Utilization of the Signature Method to Identify the Early Onset of Sepsis From Multivariate Physiological Time Series in Critical Care Monitoring.
Morrill JH., Kormilitzin A., Nevado-Holgado AJ., Swaminathan S., Howison SD., Lyons TJ.
OBJECTIVES: Patients in an ICU are particularly vulnerable to sepsis. It is therefore important to detect its onset as early as possible. This study focuses on the development and validation of a new signature-based regression model, augmented with a particular choice of the handcrafted features, to identify a patient's risk of sepsis based on physiologic data streams. The model makes a positive or negative prediction of sepsis for every time interval since admission to the ICU. DESIGN: The data were sourced from the PhysioNet/Computing in Cardiology Challenge 2019 on the "Early Prediction of Sepsis from Clinical Data." It consisted of ICU patient data from three separate hospital systems.
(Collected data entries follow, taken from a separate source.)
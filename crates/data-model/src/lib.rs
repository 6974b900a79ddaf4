// Copyright 2026 Element Creations Ltd.
//
// SPDX-License-Identifier: AGPL-3.0-only OR LicenseRef-Element-Commercial
// Please see LICENSE files in the repository root for full details.

//! Types shared by the storage backends, the retention tasks and the CLI

#![allow(clippy::module_name_repetitions)]

pub mod clock;
mod records;

pub use ulid::Ulid;

pub use self::{
    clock::{Clock, SystemClock},
    records::{
        Collection, InvalidPredicateError, Record, RetentionPredicate, UnknownCollectionError,
    },
};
Algorithms were scored against a specially designed utility function that rewards early predictions in the most clinically relevant region around sepsis onset and penalizes late predictions and false positives. SETTING: The work was completed as part of the PhysioNet 2019 Challenge alongside 104 other teams. PATIENTS: PhysioNet sourced over 60,000 ICU patients with up to 40 clinical variables for each hour of a patient's ICU stay. The Sepsis-3 criteria was used to define the onset of sepsis. INTERVENTIONS: None. MEASUREMENTS AND MAIN RESULTS: The algorithm yielded a utility function score which was the first placed entry in the official phase of the challenge.